What I read on the bus this week

A fellowship I’m applying for wants people who’ve “developed their own vision for the future that defines a bold change for the community or a group, cause or organization.” Of course, people with truly bold visions will have their applications tossed in the garbage. Whenever I get frustrated with my application, I like to picture the reviewers reading a proposal by Shulamith Firestone.

August’s Berry Go Round is up. My favorite entry was this moss id post.

Scientists are expected to be working all the time, though usually it’s a subtle, cultural pressure with at least lip service given to the idea of a life outside of work. But the people who pay the bills are pretty explicit about how they think scientists should live.
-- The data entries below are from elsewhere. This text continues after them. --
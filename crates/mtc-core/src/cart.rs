//! # Cart Aggregation
//!
//! Merges cart lines by product and turns a stored cart into a priced view.
//!
//! ## Flow
//! ```text
//! ┌─────────────────────────────────────────────────────────────────────────┐
//! │                        Cart Operations                                  │
//! │                                                                         │
//! │  add_line(P, 2) ─────► no line for P ─────► push CartLine{P, 2}         │
//! │  add_line(P, 3) ─────► line for P ────────► quantity 2 → 5              │
//! │                                                                         │
//! │  materialize(cart, catalog)                                             │
//! │      for each line ──► catalog.lookup(product_id)                       │
//! │                         ├── Some ──► LineProduct::Resolved(snapshot)    │
//! │                         └── None ──► LineProduct::Unresolved            │
//! │                                        (price 0, name "Unknown")        │
//! │                                                                         │
//! │  CartView::total() = Σ unit_price × quantity                            │
//! └─────────────────────────────────────────────────────────────────────────┘
//! ```
//!
//! ## Invariants
//! - Lines are unique by `product_id`; adding the same product again merges
//! - Totals are derived on read, never stored
//! - A missing product never fails a read; it shows up as `Unresolved`
//! - Line totals and the cart total saturate at `i64::MAX` cents
//!
//! Quantity bounds are checked by the caller
//! (see [`crate::validation::validate_quantity`]).

use std::collections::HashMap;

use chrono::{DateTime, Utc};
use serde::{Deserialize, Serialize};
use ts_rs::TS;
use uuid::Uuid;

use crate::money::Money;
use crate::types::{CartStatus, Product};
use crate::UNKNOWN_PRODUCT_NAME;

// =============================================================================
// Stored Cart
// =============================================================================

/// A line in a cart: one product and how many of it.
#[derive(Debug, Clone, PartialEq, Eq, Serialize, Deserialize, TS)]
#[cfg_attr(feature = "sqlx", derive(sqlx::FromRow))]
#[ts(export)]
pub struct CartLine {
    pub id: String,
    pub product_id: String,
    pub quantity: i64,
    #[ts(as = "String")]
    pub added_at: DateTime<Utc>,
}

/// A cart as persisted: header fields plus its lines in insertion order.
#[derive(Debug, Clone, Serialize, Deserialize, TS)]
#[ts(export)]
pub struct Cart {
    pub id: String,
    pub session_id: Option<String>,
    pub user_id: Option<String>,
    pub status: CartStatus,
    pub customer_note: Option<String>,
    #[ts(as = "String")]
    pub created_at: DateTime<Utc>,
    pub lines: Vec<CartLine>,
}

/// What [`Cart::add_line`] changed, so storage can write exactly that.
#[derive(Debug, Clone, PartialEq, Eq)]
pub enum LineChange {
    /// An existing line's quantity went from `previous` to `quantity`.
    Merged {
        line_id: String,
        previous: i64,
        quantity: i64,
    },
    /// A new line was appended.
    Inserted { line_id: String },
}

impl Cart {
    /// Creates a new empty, active cart.
    pub fn new(session_id: Option<String>, user_id: Option<String>) -> Self {
        Cart {
            id: Uuid::new_v4().to_string(),
            session_id,
            user_id,
            status: CartStatus::Active,
            customer_note: None,
            created_at: Utc::now(),
            lines: Vec::new(),
        }
    }

    /// Adds `quantity` of a product, merging into its existing line.
    ///
    /// ## Behavior
    /// - Product already in cart: quantity is incremented (not replaced)
    /// - Product not in cart: a new line is appended
    pub fn add_line(&mut self, product_id: &str, quantity: i64) -> LineChange {
        if let Some(line) = self.lines.iter_mut().find(|l| l.product_id == product_id) {
            let previous = line.quantity;
            line.quantity = line.quantity.saturating_add(quantity);
            return LineChange::Merged {
                line_id: line.id.clone(),
                previous,
                quantity: line.quantity,
            };
        }

        let line = CartLine {
            id: Uuid::new_v4().to_string(),
            product_id: product_id.to_string(),
            quantity,
            added_at: Utc::now(),
        };
        let line_id = line.id.clone();
        self.lines.push(line);
        LineChange::Inserted { line_id }
    }

    /// Looks up the line for a product.
    pub fn line_for(&self, product_id: &str) -> Option<&CartLine> {
        self.lines.iter().find(|l| l.product_id == product_id)
    }
}

// =============================================================================
// Catalog Lookup
// =============================================================================

/// The catalog facts a cart line needs at read time.
#[derive(Debug, Clone, PartialEq, Eq, Serialize, Deserialize, TS)]
#[serde(rename_all = "camelCase")]
#[ts(export)]
pub struct ProductSnapshot {
    pub name: String,
    pub code: String,
    pub unit_price: Money,
    pub image_url: Option<String>,
}

impl From<&Product> for ProductSnapshot {
    fn from(product: &Product) -> Self {
        ProductSnapshot {
            name: product.name.clone(),
            code: product.code.clone(),
            unit_price: product.suggested_price(),
            image_url: product.image_url.clone(),
        }
    }
}

/// Resolves product ids to snapshots.
///
/// Storage loads the products a cart references and hands them over as a
/// map; tests can use a map directly.
pub trait CatalogLookup {
    fn lookup(&self, product_id: &str) -> Option<ProductSnapshot>;
}

impl CatalogLookup for HashMap<String, ProductSnapshot> {
    fn lookup(&self, product_id: &str) -> Option<ProductSnapshot> {
        self.get(product_id).cloned()
    }
}

impl CatalogLookup for HashMap<String, Product> {
    fn lookup(&self, product_id: &str) -> Option<ProductSnapshot> {
        self.get(product_id).map(ProductSnapshot::from)
    }
}

// =============================================================================
// Materialized View
// =============================================================================

/// The product side of a materialized line.
#[derive(Debug, Clone, PartialEq, Eq)]
pub enum LineProduct {
    Resolved(ProductSnapshot),
    /// The product no longer exists in the catalog.
    Unresolved,
}

impl LineProduct {
    pub fn is_resolved(&self) -> bool {
        matches!(self, LineProduct::Resolved(_))
    }

    /// Unit price, zero when unresolved.
    pub fn unit_price(&self) -> Money {
        match self {
            LineProduct::Resolved(p) => p.unit_price,
            LineProduct::Unresolved => Money::zero(),
        }
    }

    /// Display name, `"Unknown"` when unresolved.
    pub fn name(&self) -> &str {
        match self {
            LineProduct::Resolved(p) => &p.name,
            LineProduct::Unresolved => UNKNOWN_PRODUCT_NAME,
        }
    }

    /// Product code, empty when unresolved.
    pub fn code(&self) -> &str {
        match self {
            LineProduct::Resolved(p) => &p.code,
            LineProduct::Unresolved => "",
        }
    }

    /// Image URL, empty when unresolved or when the product has none.
    pub fn image_url(&self) -> &str {
        match self {
            LineProduct::Resolved(p) => p.image_url.as_deref().unwrap_or(""),
            LineProduct::Unresolved => "",
        }
    }
}

/// A cart line joined with its product.
#[derive(Debug, Clone, PartialEq, Eq)]
pub struct CartLineView {
    pub line_id: String,
    pub product_id: String,
    pub quantity: i64,
    pub product: LineProduct,
}

impl CartLineView {
    /// Unit price × quantity.
    pub fn line_total(&self) -> Money {
        self.product.unit_price().multiply_quantity(self.quantity)
    }
}

/// A priced, read-only view of a cart.
#[derive(Debug, Clone, PartialEq, Eq)]
pub struct CartView {
    pub cart_id: String,
    pub lines: Vec<CartLineView>,
}

impl CartView {
    /// Σ unit_price × quantity. Zero for an empty cart.
    pub fn total(&self) -> Money {
        self.lines.iter().map(CartLineView::line_total).sum()
    }

    /// Number of lines whose product could not be found.
    pub fn unresolved_count(&self) -> usize {
        self.lines.iter().filter(|l| !l.product.is_resolved()).count()
    }
}

/// Resolves every line of a cart against the catalog.
///
/// Never fails: a product missing from the catalog becomes
/// [`LineProduct::Unresolved`].
pub fn materialize(cart: &Cart, catalog: &impl CatalogLookup) -> CartView {
    let lines = cart
        .lines
        .iter()
        .map(|line| CartLineView {
            line_id: line.id.clone(),
            product_id: line.product_id.clone(),
            quantity: line.quantity,
            product: catalog
                .lookup(&line.product_id)
                .map_or(LineProduct::Unresolved, LineProduct::Resolved),
        })
        .collect();

    CartView {
        cart_id: cart.id.clone(),
        lines,
    }
}

// =============================================================================
// Unit Tests
// =============================================================================

#[cfg(test)]
mod tests {
    use super::*;

    fn snapshot(code: &str, price_cents: i64) -> ProductSnapshot {
        ProductSnapshot {
            name: format!("Product {}", code),
            code: code.to_string(),
            unit_price: Money::from_cents(price_cents),
            image_url: None,
        }
    }

    #[test]
    fn test_add_same_product_merges_quantity() {
        let mut cart = Cart::new(None, None);

        let first = cart.add_line("P", 2);
        let second = cart.add_line("P", 3);

        let LineChange::Inserted { line_id } = first else {
            panic!("first add should insert, got {first:?}");
        };
        assert_eq!(
            second,
            LineChange::Merged {
                line_id,
                previous: 2,
                quantity: 5,
            }
        );
        assert_eq!(cart.lines.len(), 1);
        assert_eq!(cart.line_for("P").map(|l| l.quantity), Some(5));
    }

    #[test]
    fn test_add_different_products_appends_in_order() {
        let mut cart = Cart::new(Some("session-1".to_string()), None);
        cart.add_line("A", 1);
        cart.add_line("B", 4);
        cart.add_line("A", 1);

        let ids: Vec<&str> = cart.lines.iter().map(|l| l.product_id.as_str()).collect();
        assert_eq!(ids, vec!["A", "B"]);
        assert_eq!(cart.line_for("A").map(|l| l.quantity), Some(2));
        assert_eq!(cart.status, CartStatus::Active);
    }

    #[test]
    fn test_empty_cart_total_is_zero() {
        let cart = Cart::new(None, None);
        let view = materialize(&cart, &HashMap::<String, ProductSnapshot>::new());

        assert!(view.lines.is_empty());
        assert_eq!(view.total(), Money::zero());
    }

    #[test]
    fn test_total_sums_line_totals() {
        let mut cart = Cart::new(None, None);
        cart.add_line("A", 2);
        cart.add_line("B", 1);

        let mut catalog = HashMap::new();
        catalog.insert("A".to_string(), snapshot("A", 1000));
        catalog.insert("B".to_string(), snapshot("B", 500));

        let view = materialize(&cart, &catalog);
        assert_eq!(view.lines[0].line_total(), Money::from_cents(2000));
        assert_eq!(view.total(), Money::from_cents(2500));
        assert_eq!(view.unresolved_count(), 0);
    }

    #[test]
    fn test_missing_product_degrades_to_unresolved() {
        let mut cart = Cart::new(None, None);
        cart.add_line("A", 2);
        cart.add_line("GONE", 7);

        let mut catalog = HashMap::new();
        catalog.insert("A".to_string(), snapshot("A", 1000));

        let view = materialize(&cart, &catalog);
        let gone = &view.lines[1];

        assert_eq!(gone.product, LineProduct::Unresolved);
        assert_eq!(gone.product.name(), "Unknown");
        assert_eq!(gone.product.code(), "");
        assert_eq!(gone.product.image_url(), "");
        assert_eq!(gone.quantity, 7);
        assert_eq!(gone.line_total(), Money::zero());
        assert_eq!(view.total(), Money::from_cents(2000));
        assert_eq!(view.unresolved_count(), 1);
    }

    #[test]
    fn test_total_clamps_for_prices_near_the_limit() {
        let price = i64::MAX / 2 + 1;
        assert!(crate::validation::validate_price_cents("suggestedPrice", price).is_ok());

        let mut cart = Cart::new(None, None);
        cart.add_line("A", 2);
        cart.add_line("B", 1);

        let mut catalog = HashMap::new();
        catalog.insert("A".to_string(), snapshot("A", price));
        catalog.insert("B".to_string(), snapshot("B", 500));

        let view = materialize(&cart, &catalog);
        assert_eq!(view.lines[0].line_total(), Money::from_cents(i64::MAX));
        assert_eq!(view.total(), Money::from_cents(i64::MAX));
    }

    #[test]
    fn test_lookup_from_products() {
        let product = Product {
            id: "p-1".to_string(),
            code: "TS-001".to_string(),
            name: "Blue T-Shirt".to_string(),
            description: None,
            suggested_price_cents: 1299,
            cost_price_cents: Some(700),
            cost_code: Some("E".to_string()),
            image_url: Some("/uploads/ts.jpg".to_string()),
            category_id: None,
            brand_id: None,
            created_at: Utc::now(),
            updated_at: Utc::now(),
        };

        let mut catalog = HashMap::new();
        catalog.insert(product.id.clone(), product);

        let snap = catalog.lookup("p-1").unwrap();
        assert_eq!(snap.unit_price, Money::from_cents(1299));
        assert_eq!(snap.image_url.as_deref(), Some("/uploads/ts.jpg"));
        assert!(catalog.lookup("p-2").is_none());
    }
}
Rain in Prague by Maya Wronksa

Comments

  1. Mike says:

    “Of course, people with truly bold visions will have their applications tossed in the garbage.”

    Or worse, at least in the US.

    Funny to think that I was nearly run off of several feminist sites for proposing ideas and “radical equality” nearly identical to what Firestone proposed — Pandagon among them. I was told that things like requiring all companies over 50 people in size to have their board of directors be half women, that working on artificial wombs so that women never had to bear children, and that attempted elimination of all gender distinctions was deeply anti-women.

    Also odd how revolutionary movements (even when they make some progress) are captured so expertly and often so quickly by the dominant weltanschauung and power structures of a society.